Kazumasa Yoshida, DDS, PhD – Associate Professor, Department of Oral & Maxillofacial Surgery, Nippon Dental University Hospital

Hirobumi Shoji, DDS, PhD – Associate Professor, Department of Oral & Maxillofacial Surgery, Nippon Dental University Hospital

Abstract:

Purpose of the Study: Dental implant displacement into the maxillary sinus has occasionally been reported; however, dental implant displacement into oral soft tissues is rare. We report a case of dental implant displacement into the buccal mucosa and some discussion.
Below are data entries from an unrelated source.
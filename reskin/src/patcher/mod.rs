mod backup;
mod codesign;
mod core;
mod engine;
mod manifest;

use std::fs;
use std::io::{self, Write};
use std::path::{Path, PathBuf};

pub use self::backup::BackupManager;
pub use self::codesign::{AdHocCodesign, CodeSigner};
pub use self::core::{PatchReport, Patcher};
pub use self::engine::{AnchorStrategy, LiteralAnchors, PatchEngine, PatchOutcome};
pub use self::manifest::{ManifestStore, PlistUtility};
use asarkit::AsarError;
use tempfile::NamedTempFile;
use thiserror::Error;

pub type Result<T> = std::result::Result<T, PatchError>;

#[derive(Error, Debug)]
pub enum PatchError {
    #[error(transparent)]
    Asar(#[from] AsarError),
    #[error("io error: {0}")]
    IoError(#[from] io::Error),
    #[error("anchor not found: {0}")]
    AnchorNotFound(String),
    #[error("patch verification failed: {0}")]
    PatchVerification(String),
    #[error("manifest error: {0}")]
    ManifestError(String),
    #[error("code signing failed: {0}")]
    SigningError(String),
    #[error("not found: {0}")]
    NotFound(String),
    #[error("entry '{0}' is not valid UTF-8")]
    InvalidEncoding(String),
}

/// Location of the files `reskin` touches inside a macOS application bundle.
#[derive(Debug, Clone)]
pub struct AppBundle {
    root: PathBuf,
}

impl AppBundle {
    pub fn new(root: impl Into<PathBuf>) -> Self {
        Self { root: root.into() }
    }

    pub fn root(&self) -> &Path {
        &self.root
    }

    /// Bundle name without its `.app` extension.
    pub fn name(&self) -> String {
        self.root
            .file_stem()
            .map(|s| s.to_string_lossy().into_owned())
            .unwrap_or_else(|| "app".to_string())
    }

    pub fn container_path(&self) -> PathBuf {
        self.root.join("Contents/Resources/app.asar")
    }

    pub fn info_plist_path(&self) -> PathBuf {
        self.root.join("Contents/Info.plist")
    }
}

/// Replaces the content of `path` through a temporary file renamed over it,
/// so readers never observe a partially written file. Permissions of an
/// existing file are kept.
pub fn write_atomically(path: &Path, content: &[u8]) -> Result<()> {
    let parent_dir = path
        .parent()
        .filter(|p| !p.as_os_str().is_empty())
        .unwrap_or_else(|| Path::new("."));
    let mut temp_file = NamedTempFile::new_in(parent_dir)?;
    temp_file.write_all(content)?;
    temp_file.as_file().sync_all()?;
    if let Ok(metadata) = fs::metadata(path) {
        fs::set_permissions(temp_file.path(), metadata.permissions())?;
    }
    temp_file.persist(path).map_err(|e| e.error)?;
    Ok(())
}
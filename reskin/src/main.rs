mod config;
mod patcher;

use std::fs;
use std::path::PathBuf;
use std::process;

use anyhow::{anyhow, Context, Result};
use config::{retrieve_configuration, ReskinConfiguration};
use log::LevelFilter;
use patcher::{
    AdHocCodesign, AnchorStrategy, AppBundle, BackupManager, CodeSigner, LiteralAnchors,
    PatchEngine, PatchReport, Patcher, PlistUtility,
};
use simple_logger::SimpleLogger;
use structopt::StructOpt;

const PKG_NAME: &str = env!("CARGO_PKG_NAME");
const PKG_AUTHORS: &str = env!("CARGO_PKG_AUTHORS");
const PKG_DESCRIPTION: &str = env!("CARGO_PKG_DESCRIPTION");
const DEFAULT_STYLESHEET: &str = include_str!("../resources/theme.css");

#[derive(Debug, StructOpt)]
#[structopt(name = PKG_NAME, about = PKG_DESCRIPTION, author = PKG_AUTHORS)]
struct Opt {
    #[structopt(short, long, help = "Enable verbose logging")]
    verbose: bool,
    #[structopt(
        parse(from_os_str),
        short,
        long,
        help = "Path to a configuration file (default: <program name>.yml)"
    )]
    config: Option<PathBuf>,
    #[structopt(
        parse(from_os_str),
        short,
        long,
        help = "Path to the application bundle (overrides 'app_path')"
    )]
    app: Option<PathBuf>,
    #[structopt(long, help = "Do not re-sign the application bundle")]
    no_sign: bool,
    #[structopt(subcommand)]
    command: Command,
}

#[derive(Debug, StructOpt)]
enum Command {
    #[structopt(about = "Show whether the application is patched")]
    Status,
    #[structopt(about = "Inject the stylesheet into the application")]
    Patch {
        #[structopt(
            parse(from_os_str),
            long,
            help = "CSS file to inject (overrides 'stylesheet')"
        )]
        css: Option<PathBuf>,
    },
    #[structopt(about = "Put the original application files back")]
    Restore,
}

fn run(cli_args: Opt) -> Result<()> {
    let config = retrieve_configuration(cli_args.config.as_deref())?;
    let stylesheet_override = match &cli_args.command {
        Command::Patch { css } => css.clone(),
        _ => None,
    };
    let patcher = build_patcher(&cli_args, config, stylesheet_override)?;
    match cli_args.command {
        Command::Status => {
            let status = patcher.status().context("Failed to retrieve the status")?;
            println!("{}", status);
        }
        Command::Patch { .. } => {
            let report = patcher.patch().context("Failed to patch the application")?;
            match report {
                PatchReport::Applied { backup_created } => {
                    if !backup_created {
                        log::info!("Existing backup kept");
                    }
                    log::info!("Patch applied");
                }
                PatchReport::ManifestResynced => log::info!("Manifest hash updated"),
                PatchReport::AlreadyApplied => log::info!("Nothing to do"),
            }
        }
        Command::Restore => {
            patcher
                .restore()
                .context("Failed to restore the application")?;
        }
    }
    Ok(())
}

fn build_patcher(
    cli_args: &Opt,
    config: ReskinConfiguration,
    stylesheet_override: Option<PathBuf>,
) -> Result<Patcher> {
    let app_path = cli_args
        .app
        .clone()
        .or(config.app_path)
        .ok_or_else(|| anyhow!("No application path given (use --app or 'app_path')"))?;
    let bundle = AppBundle::new(app_path);
    log::debug!("Application bundle: '{}'", bundle.root().to_string_lossy());

    let css = match stylesheet_override.or(config.stylesheet) {
        Some(stylesheet_path) => fs::read_to_string(&stylesheet_path).with_context(|| {
            format!(
                "Failed to read stylesheet '{}'",
                stylesheet_path.to_string_lossy()
            )
        })?,
        None => DEFAULT_STYLESHEET.to_string(),
    };
    let anchors: Box<dyn AnchorStrategy> = match config.anchors {
        Some(anchors) => Box::new(LiteralAnchors {
            definition: anchors.definition,
            call_site: anchors.call_site,
            window: anchors.window,
        }),
        None => Box::new(LiteralAnchors::default()),
    };

    let backup_dir = match config.backup_dir {
        Some(v) => v,
        None => dirs::data_dir()
            .context("Failed to resolve the user data directory")?
            .join(PKG_NAME)
            .join("backups")
            .join(bundle.name()),
    };
    let signer: Option<Box<dyn CodeSigner>> = if cli_args.no_sign || !config.codesign {
        None
    } else {
        Some(Box::new(AdHocCodesign))
    };

    let manifest = PlistUtility::new(bundle.info_plist_path());
    Ok(Patcher::new(
        bundle,
        PatchEngine::new(css, anchors),
        Box::new(manifest),
        BackupManager::new(backup_dir),
    )
    .with_entry_path(config.entry)
    .with_signer(signer))
}

fn main() {
    const SUCCESS_EXIT_CODE: i32 = 0;
    const FAILURE_EXIT_CODE: i32 = 1;

    // Parse CLI arguments
    let cli_args = Opt::from_args();
    // Initialize the logger
    init_logger(cli_args.verbose).expect("Failed to initalize the logger");

    // Run the actual program
    let result = run(cli_args);
    match result {
        Ok(()) => {
            process::exit(SUCCESS_EXIT_CODE);
        }
        Err(err) => {
            log::error!("{:#}", err);
            process::exit(FAILURE_EXIT_CODE);
        }
    }
}

fn init_logger(verbose: bool) -> Result<()> {
    let level_filter = if verbose {
        LevelFilter::Trace
    } else {
        LevelFilter::Info
    };

    SimpleLogger::new()
        .with_level(LevelFilter::Off)
        .with_module_level(PKG_NAME, level_filter)
        .init()?;
    Ok(())
}
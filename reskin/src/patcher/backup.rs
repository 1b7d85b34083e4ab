use std::fs;
use std::path::{Path, PathBuf};

use super::{write_atomically, PatchError, Result};

const CONTAINER_BACKUP_NAME: &str = "app.asar";
const MANIFEST_BACKUP_NAME: &str = "Info.plist";

/// Keeps a copy of the original archive and manifest, taken before the first
/// patch.
#[derive(Debug, Clone)]
pub struct BackupManager {
    backup_dir: PathBuf,
}

impl BackupManager {
    pub fn new(backup_dir: impl Into<PathBuf>) -> Self {
        Self {
            backup_dir: backup_dir.into(),
        }
    }

    fn container_backup_path(&self) -> PathBuf {
        self.backup_dir.join(CONTAINER_BACKUP_NAME)
    }

    fn manifest_backup_path(&self) -> PathBuf {
        self.backup_dir.join(MANIFEST_BACKUP_NAME)
    }

    /// A backup set is complete once its container copy exists, as it is
    /// written last.
    pub fn has_backup(&self) -> bool {
        self.container_backup_path().is_file()
    }

    /// Copies the live files into the backup directory, unless a backup
    /// already exists. Returns whether a backup was made.
    pub fn ensure_backup(&self, container_path: &Path, manifest_path: &Path) -> Result<bool> {
        if self.has_backup() {
            log::debug!(
                "Backup already present in '{}'",
                self.backup_dir.to_string_lossy()
            );
            return Ok(false);
        }
        fs::create_dir_all(&self.backup_dir)?;
        if manifest_path.is_file() {
            write_atomically(&self.manifest_backup_path(), &fs::read(manifest_path)?)?;
        } else {
            log::warn!(
                "'{}' does not exist, only the archive will be backed up",
                manifest_path.to_string_lossy()
            );
        }
        write_atomically(&self.container_backup_path(), &fs::read(container_path)?)?;
        log::info!("Backup saved to '{}'", self.backup_dir.to_string_lossy());
        Ok(true)
    }

    /// Puts the backed up files back in place. The backup itself is kept.
    pub fn restore(&self, container_path: &Path, manifest_path: &Path) -> Result<()> {
        if !self.has_backup() {
            return Err(PatchError::NotFound(format!(
                "no backup in '{}'",
                self.backup_dir.to_string_lossy()
            )));
        }
        write_atomically(container_path, &fs::read(self.container_backup_path())?)?;
        let manifest_backup_path = self.manifest_backup_path();
        if manifest_backup_path.is_file() {
            write_atomically(manifest_path, &fs::read(manifest_backup_path)?)?;
        } else {
            log::warn!("No manifest backup found, leaving the live manifest untouched");
        }
        Ok(())
    }
}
Methods: Case: The patient was a 62-year-old man. First Visit: March 2010 History of Presenting Illness: Dental implantation was performed for the maxillary left second molar at a private dental clinic in November 2009. The patient suffered from persistent discomfort in the left buccal area and visited another doctor who referred him to our hospital in February 2010. The X-ray showed a metallic radiopacity in the retromolar area of the left side of the mandible. The patient was referred to our hospital. Local Findings: A removable solid body was felt around the orifice of the parotid duct inside the left buccal mucosa. Imaging: Computed tomography revealed a metallic radiopacity present subcutaneously in the left buccal area outside of the masseter muscle in two places at the level of the mandibular foramen.

Results: Treatment and Course: Under general anesthesia, an oral surgeon detected the positions of the implant body using an implant detector, which was developed as a metallic detector for implant treatments. An operator made an incision from the maxillary gingivobuccal fold to the buccal mucosa and flapped deeply and bluntly into the tissues beneath the buccal mucosa. Subsequently, an implant cover screw and an implant body were removed from the buccal fat pad.

Conclusion: As mild-to-moderate trismus developed after the implant placement, we suspected implant displacement. The displacement may be because of the insertion of the implant in a wrong direction, sliding the implant body to the buccal side, penetrating deeply into the buccinator space through the tissues beneath the buccal mucosa and buccinator, and reaching the anterior border of the masseter muscle through the buccal fat pad. When foreign bodies are removed from the oral soft tissues, identification of the position is difficult; therefore, the implant detector was useful for second stage implant surgery. We encountered a case of dental implant displacement into the oral soft tissues. Therefore, we believe that improved skills are required to perform careful and safe dental implant surgery.

Articles: 1. Bibra A, Mahajan S, Dhawan R. Retrieval of dental implant displaced into buccal space: A rare case report. IJOICR. 2016; 7: 17−19. 2. Shoji H, Adachi M, Yoshida K, Shibata A, Hasegawa I, Shirakawa M. Clinical study of accidental displacement of dental implant into maxillary sinus. Hosp Dent Oral-Maxillofac Surg. 21: 13−14, 2009. 3. Gnigou M, Goutzanis L, Sarivalasis S, Petsinis V. Retrieval of displaced implants inside the maxillary sinus: Two case reports and a short review. Int J Implant Dent. 2019; 5. doi.org/10.1186/s40729-019-0173-7.